A pedagoga relembra a origem da palavra brincar. “Tem uma definição que vem do latim. O sentido de brinco, no latim, é vínculo. Então, é a partir da brincadeira que a criança se vincula com as outras pessoas, com o mundo, a própria sociedade, entende o que passa em volta. A criança necessita, através do brincar, exercer essa escuta de si mesmo sobre o que ela tem vontade de fazer, o que ela tem como um desejo do corpo dela.”
Para a mãe do pequeno Gael, mesmo que seja importante os adultos participarem de brincadeiras junto das crianças, sobretudo para estreitar vínculos, é importante existirem momentos só deles. “Eu acho que é importante os adultos participarem do brincar, mas no fim as brincadeiras que são mais legais acabam sendo entre as próprias crianças mesmo. É importante ter esses espaços mais acolhedores”, aponta.
:: Direito das crianças, brincar garante desenvolvimento integral, pleno e saudável ::
“Desde a proposta da creche parental até agora, o que a gente, como família, considera a melhor experiência da brincadeira é o livre brincar. Que é a possibilidade da criança se desenvolver a partir do interesse dela."
"A gente obviamente tá de olho, cuidando, vendo se ele não vai se machucar, se colocar em perigo… mas é importante que possa desenvolver as coisas a partir do seu interesse e que a gente não direcione tanto o que ele faça, para que desenvolva pesquisa com o brincar dele.”
Para a pedagoga, o ato de brincar, além de ser encarado como um direito, deve ser visto também como caminho para a construção de autonomia.
"Brincar é muito importante para o desenvolvimento do corpo, todas as habilidades, capacidades.
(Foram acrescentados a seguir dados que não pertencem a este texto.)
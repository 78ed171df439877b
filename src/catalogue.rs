use serde::Deserialize;

use std::collections::HashMap;

use crate::usd::Usd;

/// One line of the price catalogue: a product title and its unit price.
///
/// Extra fields in the catalogue file are ignored.
#[derive(Debug, Deserialize)]
pub struct PriceEntry {
    pub title: String,
    pub price: Usd,
}

/// Returns the matching key for a product name: surrounding whitespace
/// trimmed, lowercased.
#[must_use]
pub fn normalize(name: &str) -> String {
    name.trim().to_lowercase()
}

/// Maps normalized product names to unit prices.
///
/// Built once from the catalogue and read-only afterwards. When two catalogue
/// entries normalize to the same name, the later entry wins.
#[derive(Debug, Default)]
pub struct PriceIndex(HashMap<String, Usd>);

impl PriceIndex {
    /// Builds the index from catalogue entries, in catalogue order.
    ///
    /// # Examples
    ///
    /// ```
    /// use sales_report::{PriceEntry, PriceIndex, Usd};
    /// let index = PriceIndex::from_catalogue(vec![PriceEntry {
    ///     title: "Apple".into(),
    ///     price: Usd(2.0),
    /// }]);
    /// assert_eq!(index.price(" APPLE "), Some(Usd(2.0)));
    /// assert_eq!(index.price("banana"), None);
    /// ```
    #[must_use]
    pub fn from_catalogue(entries: Vec<PriceEntry>) -> Self {
        Self(
            entries
                .into_iter()
                .map(|entry| (normalize(&entry.title), entry.price))
                .collect(),
        )
    }

    /// Returns the unit price for `product`, if the catalogue lists it.
    ///
    /// `product` is normalized before lookup, so matching is insensitive to
    /// case and surrounding whitespace.
    #[must_use]
    pub fn price(&self, product: &str) -> Option<Usd> {
        self.0.get(&normalize(product)).copied()
    }
}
A criança, quando vai para a natureza, ela fortalece sua imunidade, toma vitamina D, olha mais o horizonte, sai da tela."
"O brincar é elemento essencial na própria saúde da criança. Por isso, deve ser encarado como um direito. E o livre brincar é o espaço da criação, da percepção de si. Então se ela não tiver momentos na rotina dela em que possa exercer a liberdade de conhecer a si mesma, exercer o que tem vontade, se é criada só para obedecer atividades dirigidas, ela em menos autonomia. Tem a ver com a construção da autonomia.”